- Work request -
Pick each line that has "display" out of the records.

Collected data entries:

------------------------------------------------

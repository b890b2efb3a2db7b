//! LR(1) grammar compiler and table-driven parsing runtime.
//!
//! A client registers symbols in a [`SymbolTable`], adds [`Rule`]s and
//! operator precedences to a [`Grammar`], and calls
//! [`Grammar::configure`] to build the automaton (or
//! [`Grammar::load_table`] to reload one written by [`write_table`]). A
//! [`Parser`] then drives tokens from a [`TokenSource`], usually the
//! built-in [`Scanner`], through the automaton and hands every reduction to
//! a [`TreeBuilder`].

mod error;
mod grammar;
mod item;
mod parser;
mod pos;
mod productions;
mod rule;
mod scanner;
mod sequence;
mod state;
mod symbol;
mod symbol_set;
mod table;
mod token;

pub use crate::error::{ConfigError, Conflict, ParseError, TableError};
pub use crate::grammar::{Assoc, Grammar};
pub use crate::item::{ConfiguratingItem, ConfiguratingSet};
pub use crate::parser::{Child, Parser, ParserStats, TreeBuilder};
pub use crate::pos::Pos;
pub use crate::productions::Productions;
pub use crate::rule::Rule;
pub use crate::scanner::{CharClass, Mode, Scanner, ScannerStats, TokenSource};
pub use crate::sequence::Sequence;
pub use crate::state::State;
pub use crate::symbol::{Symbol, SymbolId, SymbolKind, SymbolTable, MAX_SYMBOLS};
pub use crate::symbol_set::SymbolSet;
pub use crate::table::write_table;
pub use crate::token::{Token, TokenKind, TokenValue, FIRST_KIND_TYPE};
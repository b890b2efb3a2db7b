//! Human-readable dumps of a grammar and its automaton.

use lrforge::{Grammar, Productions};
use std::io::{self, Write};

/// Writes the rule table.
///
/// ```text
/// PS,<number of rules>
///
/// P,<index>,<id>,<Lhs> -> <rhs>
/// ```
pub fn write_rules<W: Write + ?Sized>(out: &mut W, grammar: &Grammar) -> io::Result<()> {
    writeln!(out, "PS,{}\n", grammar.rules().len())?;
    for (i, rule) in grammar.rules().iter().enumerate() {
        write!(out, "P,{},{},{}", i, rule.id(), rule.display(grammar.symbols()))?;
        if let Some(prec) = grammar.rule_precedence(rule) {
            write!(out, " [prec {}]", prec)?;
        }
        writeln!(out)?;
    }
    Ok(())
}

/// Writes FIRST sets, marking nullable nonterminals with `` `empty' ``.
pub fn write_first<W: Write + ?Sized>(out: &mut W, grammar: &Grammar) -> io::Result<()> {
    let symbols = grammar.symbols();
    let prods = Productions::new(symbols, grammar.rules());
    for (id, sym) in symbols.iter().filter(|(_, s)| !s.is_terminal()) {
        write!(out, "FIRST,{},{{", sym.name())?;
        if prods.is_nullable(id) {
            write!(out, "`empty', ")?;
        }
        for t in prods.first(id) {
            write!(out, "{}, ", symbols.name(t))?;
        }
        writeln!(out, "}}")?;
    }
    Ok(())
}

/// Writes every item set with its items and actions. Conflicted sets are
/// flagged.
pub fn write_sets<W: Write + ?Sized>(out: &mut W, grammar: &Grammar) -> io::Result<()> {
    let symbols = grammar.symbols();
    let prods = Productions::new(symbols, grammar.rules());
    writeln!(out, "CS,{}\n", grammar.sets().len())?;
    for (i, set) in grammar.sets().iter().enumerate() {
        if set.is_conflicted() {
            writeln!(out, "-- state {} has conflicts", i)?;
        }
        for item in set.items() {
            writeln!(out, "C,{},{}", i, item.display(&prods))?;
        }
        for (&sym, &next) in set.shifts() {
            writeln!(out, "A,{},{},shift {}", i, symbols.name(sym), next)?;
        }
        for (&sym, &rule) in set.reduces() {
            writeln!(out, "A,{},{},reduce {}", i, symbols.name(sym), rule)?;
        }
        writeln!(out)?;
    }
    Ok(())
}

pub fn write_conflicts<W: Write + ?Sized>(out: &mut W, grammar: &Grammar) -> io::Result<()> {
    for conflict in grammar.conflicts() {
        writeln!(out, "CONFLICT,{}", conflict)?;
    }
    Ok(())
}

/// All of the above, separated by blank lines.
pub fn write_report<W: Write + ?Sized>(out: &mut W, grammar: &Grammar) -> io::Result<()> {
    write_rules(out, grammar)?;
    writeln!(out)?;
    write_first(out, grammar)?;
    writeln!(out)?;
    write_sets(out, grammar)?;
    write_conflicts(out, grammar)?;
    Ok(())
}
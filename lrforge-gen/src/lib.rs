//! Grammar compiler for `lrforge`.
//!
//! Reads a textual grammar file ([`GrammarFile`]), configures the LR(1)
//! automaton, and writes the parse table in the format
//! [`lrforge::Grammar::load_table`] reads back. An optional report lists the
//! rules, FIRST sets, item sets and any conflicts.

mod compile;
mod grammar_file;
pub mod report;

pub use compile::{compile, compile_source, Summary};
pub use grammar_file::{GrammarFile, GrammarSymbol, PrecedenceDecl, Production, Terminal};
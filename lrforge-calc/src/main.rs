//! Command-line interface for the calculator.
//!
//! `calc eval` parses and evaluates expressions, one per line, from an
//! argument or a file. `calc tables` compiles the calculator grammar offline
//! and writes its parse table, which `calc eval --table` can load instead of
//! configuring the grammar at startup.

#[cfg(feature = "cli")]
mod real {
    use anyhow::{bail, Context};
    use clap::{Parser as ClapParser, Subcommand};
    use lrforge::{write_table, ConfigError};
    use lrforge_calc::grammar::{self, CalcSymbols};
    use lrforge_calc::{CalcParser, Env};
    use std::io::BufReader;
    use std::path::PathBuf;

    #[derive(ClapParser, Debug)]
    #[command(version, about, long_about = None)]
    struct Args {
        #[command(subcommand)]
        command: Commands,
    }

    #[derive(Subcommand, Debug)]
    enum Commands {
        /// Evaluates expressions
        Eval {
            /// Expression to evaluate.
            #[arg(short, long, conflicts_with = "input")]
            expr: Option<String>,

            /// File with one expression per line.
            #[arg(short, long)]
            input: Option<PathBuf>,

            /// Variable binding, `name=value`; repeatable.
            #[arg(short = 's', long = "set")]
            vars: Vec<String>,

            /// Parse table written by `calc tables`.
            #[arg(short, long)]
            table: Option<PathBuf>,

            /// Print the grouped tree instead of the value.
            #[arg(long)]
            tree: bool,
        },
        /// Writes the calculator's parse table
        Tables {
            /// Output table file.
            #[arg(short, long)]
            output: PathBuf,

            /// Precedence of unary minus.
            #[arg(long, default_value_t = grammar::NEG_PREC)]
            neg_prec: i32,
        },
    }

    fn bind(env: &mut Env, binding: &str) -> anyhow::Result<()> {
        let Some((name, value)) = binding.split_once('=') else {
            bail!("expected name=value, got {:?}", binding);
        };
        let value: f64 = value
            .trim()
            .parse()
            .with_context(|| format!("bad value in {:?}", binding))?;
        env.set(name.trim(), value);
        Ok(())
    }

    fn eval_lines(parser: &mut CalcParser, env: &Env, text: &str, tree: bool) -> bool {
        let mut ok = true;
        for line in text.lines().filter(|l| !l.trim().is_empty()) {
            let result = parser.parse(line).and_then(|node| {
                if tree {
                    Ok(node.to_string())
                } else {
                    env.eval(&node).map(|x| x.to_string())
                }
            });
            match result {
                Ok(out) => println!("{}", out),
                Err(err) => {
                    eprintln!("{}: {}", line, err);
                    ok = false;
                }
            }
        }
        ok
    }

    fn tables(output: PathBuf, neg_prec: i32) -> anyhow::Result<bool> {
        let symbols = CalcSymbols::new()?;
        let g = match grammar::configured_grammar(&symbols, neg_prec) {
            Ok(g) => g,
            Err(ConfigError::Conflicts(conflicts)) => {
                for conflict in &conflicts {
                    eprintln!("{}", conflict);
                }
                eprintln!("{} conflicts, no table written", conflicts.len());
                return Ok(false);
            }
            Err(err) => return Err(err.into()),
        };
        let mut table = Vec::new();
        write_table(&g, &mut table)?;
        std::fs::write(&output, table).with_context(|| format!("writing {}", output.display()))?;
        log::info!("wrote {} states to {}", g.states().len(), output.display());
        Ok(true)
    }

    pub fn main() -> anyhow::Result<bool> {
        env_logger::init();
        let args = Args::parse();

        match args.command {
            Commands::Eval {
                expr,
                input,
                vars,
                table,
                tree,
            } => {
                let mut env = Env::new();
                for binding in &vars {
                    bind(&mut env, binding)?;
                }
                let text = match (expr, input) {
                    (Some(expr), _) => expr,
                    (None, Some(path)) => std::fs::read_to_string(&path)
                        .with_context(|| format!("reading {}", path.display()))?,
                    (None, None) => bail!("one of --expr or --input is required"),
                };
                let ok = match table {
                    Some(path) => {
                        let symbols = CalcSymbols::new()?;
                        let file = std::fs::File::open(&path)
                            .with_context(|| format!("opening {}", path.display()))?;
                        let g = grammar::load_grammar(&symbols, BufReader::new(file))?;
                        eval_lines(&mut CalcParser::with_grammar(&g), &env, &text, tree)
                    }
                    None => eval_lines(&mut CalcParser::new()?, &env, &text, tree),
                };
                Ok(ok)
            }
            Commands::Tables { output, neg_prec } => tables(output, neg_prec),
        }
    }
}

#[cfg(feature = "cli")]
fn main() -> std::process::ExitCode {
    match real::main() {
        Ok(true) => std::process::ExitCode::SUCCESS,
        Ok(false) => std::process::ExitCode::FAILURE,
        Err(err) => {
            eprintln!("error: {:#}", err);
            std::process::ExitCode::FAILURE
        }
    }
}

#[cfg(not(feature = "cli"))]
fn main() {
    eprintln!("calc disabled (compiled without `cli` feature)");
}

------------------------------------------------

- Result of the task -
        write!(out, "P,{},{},{}", i, rule.id(), rule.display(grammar.symbols()))?;
            writeln!(out, "C,{},{}", i, item.display(&prods))?;
        std::fs::write(&output, table).with_context(|| format!("writing {}", output.display()))?;
        log::info!("wrote {} states to {}", g.states().len(), output.display());
                        .with_context(|| format!("reading {}", path.display()))?,
                            .with_context(|| format!("opening {}", path.display()))?;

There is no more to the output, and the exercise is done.